__Provided data__:

//! capsolve-io - Image I/O for the capsolve recognizer
//!
//! Reads the image formats captured code images arrive in and writes the
//! intermediate bitmaps produced while debugging a recognition run.
//!
//! # Supported formats
//!
//! | Format | Read | Write | Feature      |
//! |--------|------|-------|--------------|
//! | PNG    | yes  | yes   | `png-format` |
//! | JPEG   | yes  | no    | `jpeg`       |
//! | PNM    | yes  | yes   | `pnm`        |
//!
//! Formats are detected from magic bytes on read and chosen explicitly on
//! write.

pub mod error;
pub mod format;
#[cfg(feature = "jpeg")]
pub mod jpeg;
#[cfg(feature = "png-format")]
pub mod png;
#[cfg(feature = "pnm")]
pub mod pnm;

pub use capsolve_core::ImageFormat;
pub use error::{IoError, IoResult};
pub use format::{detect_format_from_bytes, format_from_extension};

use capsolve_core::Pix;
use std::fs::File;
use std::io::{BufWriter, Cursor, Write};
use std::path::Path;

/// Read an image from a file path.
///
/// The format is detected from the file contents, not the extension.
pub fn read_image<P: AsRef<Path>>(path: P) -> IoResult<Pix> {
    let data = std::fs::read(path)?;
    read_image_mem(&data)
}

/// Read an image from an in-memory buffer.
pub fn read_image_mem(data: &[u8]) -> IoResult<Pix> {
    let format = detect_format_from_bytes(data)?;
    match format {
        #[cfg(feature = "png-format")]
        ImageFormat::Png => png::read_png(Cursor::new(data)),
        #[cfg(feature = "jpeg")]
        ImageFormat::Jpeg => jpeg::read_jpeg(Cursor::new(data)),
        #[cfg(feature = "pnm")]
        ImageFormat::Pnm => pnm::read_pnm(Cursor::new(data)),
        #[allow(unreachable_patterns)]
        other => Err(IoError::UnsupportedFormat(format!(
            "reading {:?} is not enabled",
            other
        ))),
    }
}

/// Write an image to a file path in the given format.
pub fn write_image<P: AsRef<Path>>(pix: &Pix, path: P, format: ImageFormat) -> IoResult<()> {
    let file = File::create(path)?;
    let mut writer = BufWriter::new(file);
    write_image_to(pix, &mut writer, format)?;
    writer.flush()?;
    Ok(())
}

/// Encode an image into a byte vector.
pub fn write_image_mem(pix: &Pix, format: ImageFormat) -> IoResult<Vec<u8>> {
    let mut buf = Vec::new();
    write_image_to(pix, &mut buf, format)?;
    Ok(buf)
}

fn write_image_to<W: Write>(pix: &Pix, writer: W, format: ImageFormat) -> IoResult<()> {
    match format {
        #[cfg(feature = "png-format")]
        ImageFormat::Png => png::write_png(pix, writer),
        #[cfg(feature = "pnm")]
        ImageFormat::Pnm => pnm::write_pnm(pix, writer),
        #[allow(unreachable_patterns)]
        other => {
            let _ = writer;
            Err(IoError::UnsupportedFormat(format!(
                "writing {:?} is not supported",
                other
            )))
        }
    }
}
//! Reference tables
//!
//! A reference table maps each known character to the mean feature vector
//! of its calibration samples. Tables are stored as flat JSON objects:
//!
//! ```json
//! { "A": [41.2, 20.9, 23.1, 18.1, 14.0, 10.3, 9.8, 11.0, 10.1], "B": [...] }
//! ```
//!
//! One table exists per font variant. [`ReferenceTables`] keeps them in the
//! order the classifier tries them.

use crate::features::{FEATURE_COUNT, FeatureVector};
use crate::{RecogError, RecogResult};
use std::collections::BTreeMap;
use std::collections::btree_map;
use std::path::Path;

/// Character to feature vector mapping for one font variant
#[derive(Debug, Clone, PartialEq, Default)]
pub struct ReferenceTable {
    name: String,
    entries: BTreeMap<char, FeatureVector>,
}

impl ReferenceTable {
    /// Create an empty table
    pub fn new(name: impl Into<String>) -> Self {
        Self {
            name: name.into(),
            entries: BTreeMap::new(),
        }
    }

    /// Variant name, e.g. `"bold"`
    pub fn name(&self) -> &str {
        &self.name
    }

    /// Reference vector of a character
    pub fn get(&self, ch: char) -> Option<&FeatureVector> {
        self.entries.get(&ch)
    }

    /// Number of characters
    pub fn len(&self) -> usize {
        self.entries.len()
    }

    /// True if the table has no characters
    pub fn is_empty(&self) -> bool {
        self.entries.is_empty()
    }

    /// Characters in ascending order
    pub fn chars(&self) -> impl Iterator<Item = char> + '_ {
        self.entries.keys().copied()
    }

    /// Entries in ascending character order
    pub fn iter(&self) -> btree_map::Iter<'_, char, FeatureVector> {
        self.entries.iter()
    }

    /// Add or replace an entry
    pub fn insert(&mut self, ch: char, features: FeatureVector) -> Option<FeatureVector> {
        self.entries.insert(ch, features)
    }

    /// Builder form of [`ReferenceTable::insert`]
    pub fn with_entry(mut self, ch: char, features: FeatureVector) -> Self {
        self.entries.insert(ch, features);
        self
    }

    /// Parse a table from JSON text.
    ///
    /// # Errors
    /// [`RecogError::InvalidTable`] unless every key is a single character,
    /// every value is nine finite numbers, and there is at least one entry.
    pub fn from_json_str(name: impl Into<String>, json: &str) -> RecogResult<Self> {
        let name = name.into();
        let raw: BTreeMap<String, Vec<f64>> = serde_json::from_str(json)
            .map_err(|e| RecogError::InvalidTable(format!("{}: {}", name, e)))?;

        let mut table = ReferenceTable::new(name);
        for (key, values) in raw {
            let mut chars = key.chars();
            let ch = match (chars.next(), chars.next()) {
                (Some(ch), None) => ch,
                _ => {
                    return Err(RecogError::InvalidTable(format!(
                        "{}: key {:?} is not a single character",
                        table.name, key
                    )));
                }
            };
            let features = FeatureVector::from_slice(&values)
                .filter(FeatureVector::is_finite)
                .ok_or_else(|| {
                    RecogError::InvalidTable(format!(
                        "{}: entry {:?} must be {} finite numbers, got {:?}",
                        table.name, key, FEATURE_COUNT, values
                    ))
                })?;
            table.entries.insert(ch, features);
        }

        if table.is_empty() {
            return Err(RecogError::InvalidTable(format!(
                "{}: table has no entries",
                table.name
            )));
        }
        Ok(table)
    }

    /// Load a table from a JSON file.
    ///
    /// A missing or unreadable file is a [`RecogError::Resource`] error;
    /// malformed contents are [`RecogError::InvalidTable`].
    pub fn from_json_file<P: AsRef<Path>>(name: impl Into<String>, path: P) -> RecogResult<Self> {
        let path = path.as_ref();
        let name = name.into();
        let data = std::fs::read_to_string(path).map_err(|e| {
            RecogError::resource(format!("{} table {}", name, path.display()), e)
        })?;
        let table = Self::from_json_str(name, &data)?;
        log::info!(
            "loaded {} table from {} ({} characters)",
            table.name,
            path.display(),
            table.len()
        );
        Ok(table)
    }

    /// Serialize the table as pretty-printed JSON.
    pub fn to_json_string(&self) -> RecogResult<String> {
        Ok(serde_json::to_string_pretty(&self.entries)?)
    }

    /// Write the table to a JSON file.
    pub fn write_json_file<P: AsRef<Path>>(&self, path: P) -> RecogResult<()> {
        let json = self.to_json_string()?;
        std::fs::write(path, json)?;
        Ok(())
    }
}

impl<'a> IntoIterator for &'a ReferenceTable {
    type Item = (&'a char, &'a FeatureVector);
    type IntoIter = btree_map::Iter<'a, char, FeatureVector>;

    fn into_iter(self) -> Self::IntoIter {
        self.entries.iter()
    }
}

/// Reference tables in the order the classifier tries them
#[derive(Debug, Clone, Default)]
pub struct ReferenceTables {
    tables: Vec<ReferenceTable>,
}

impl ReferenceTables {
    /// Create an empty list
    pub fn new() -> Self {
        Self::default()
    }

    /// The usual pair: bold first, slim as the fallback
    pub fn bold_slim(bold: ReferenceTable, slim: ReferenceTable) -> Self {
        Self {
            tables: vec![bold, slim],
        }
    }

    /// Append a table to the end of the retry order
    pub fn push(&mut self, table: ReferenceTable) {
        self.tables.push(table);
    }

    /// Builder form of [`ReferenceTables::push`]
    pub fn with_table(mut self, table: ReferenceTable) -> Self {
        self.tables.push(table);
        self
    }

    /// Number of tables
    pub fn len(&self) -> usize {
        self.tables.len()
    }

    /// True if there are no tables
    pub fn is_empty(&self) -> bool {
        self.tables.is_empty()
    }

    /// Table by variant name
    pub fn get(&self, name: &str) -> Option<&ReferenceTable> {
        self.tables.iter().find(|t| t.name == name)
    }

    /// Tables in retry order
    pub fn iter(&self) -> std::slice::Iter<'_, ReferenceTable> {
        self.tables.iter()
    }
}

impl From<Vec<ReferenceTable>> for ReferenceTables {
    fn from(tables: Vec<ReferenceTable>) -> Self {
        Self { tables }
    }
}

impl<'a> IntoIterator for &'a ReferenceTables {
    type Item = &'a ReferenceTable;
    type IntoIter = std::slice::Iter<'a, ReferenceTable>;

    fn into_iter(self) -> Self::IntoIter {
        self.tables.iter()
    }
}

#[cfg(test)]
mod tests {
    use super::*;

    const SAMPLE: &str = r#"{
        "A": [41.2, 20.9, 23.1, 18.1, 14, 10.3, 9.8, 11.0, 10.1],
        "7": [30, 15, 20, 10, 12, 8, 8, 6, 6]
    }"#;

    #[test]
    fn test_parse_table() {
        let table = ReferenceTable::from_json_str("bold", SAMPLE).unwrap();
        assert_eq!(table.name(), "bold");
        assert_eq!(table.len(), 2);
        assert_eq!(table.chars().collect::<String>(), "7A");
        assert_eq!(table.get('A').unwrap().values()[4], 14.0);
        assert!(table.get('B').is_none());
    }

    #[test]
    fn test_parse_rejects_malformed() {
        let bad = [
            r#"{ "AB": [1,2,3,4,5,6,7,8,9] }"#,
            r#"{ "": [1,2,3,4,5,6,7,8,9] }"#,
            r#"{ "A": [1,2,3,4,5,6,7,8] }"#,
            r#"{ "A": [1,2,3,4,5,6,7,8,9,10] }"#,
            r#"{ "A": [1,2,3,4,5,6,7,8,"x"] }"#,
            r#"{}"#,
            r#"[1, 2]"#,
        ];
        for json in bad {
            assert!(
                matches!(
                    ReferenceTable::from_json_str("t", json),
                    Err(RecogError::InvalidTable(_))
                ),
                "accepted {}",
                json
            );
        }
    }

    #[test]
    fn test_json_file_roundtrip() {
        let table = ReferenceTable::new("slim")
            .with_entry('x', FeatureVector::new([0.1, 0.2, 0.3, 0.4, 5.0, 1.0 / 3.0, 0.0, 0.0, 1e-9]))
            .with_entry('Q', FeatureVector::new([1.0; 9]));

        let dir = std::env::temp_dir().join(format!("capsolve_table_{}", std::process::id()));
        std::fs::create_dir_all(&dir).unwrap();
        let path = dir.join("slim.json");
        table.write_json_file(&path).unwrap();
        let back = ReferenceTable::from_json_file("slim", &path).unwrap();
        assert_eq!(back, table);
        std::fs::remove_dir_all(&dir).unwrap();
    }

    #[test]
    fn test_missing_file_is_resource_error() {
        assert!(matches!(
            ReferenceTable::from_json_file("bold", "/nonexistent/bold.json"),
            Err(RecogError::Resource { .. })
        ));
    }

    #[test]
    fn test_tables_order() {
        let tables = ReferenceTables::bold_slim(ReferenceTable::new("bold"), ReferenceTable::new("slim"))
            .with_table(ReferenceTable::new("extra"));
        let names: Vec<&str> = tables.iter().map(|t| t.name()).collect();
        assert_eq!(names, vec!["bold", "slim", "extra"]);
        assert!(tables.get("slim").is_some());
        assert!(tables.get("thin").is_none());
    }
}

__Problem to work on__:
Of the lines above, copy each that contains "extra".

__Response area__:
            .with_table(ReferenceTable::new("extra"));
        assert_eq!(names, vec!["bold", "slim", "extra"]);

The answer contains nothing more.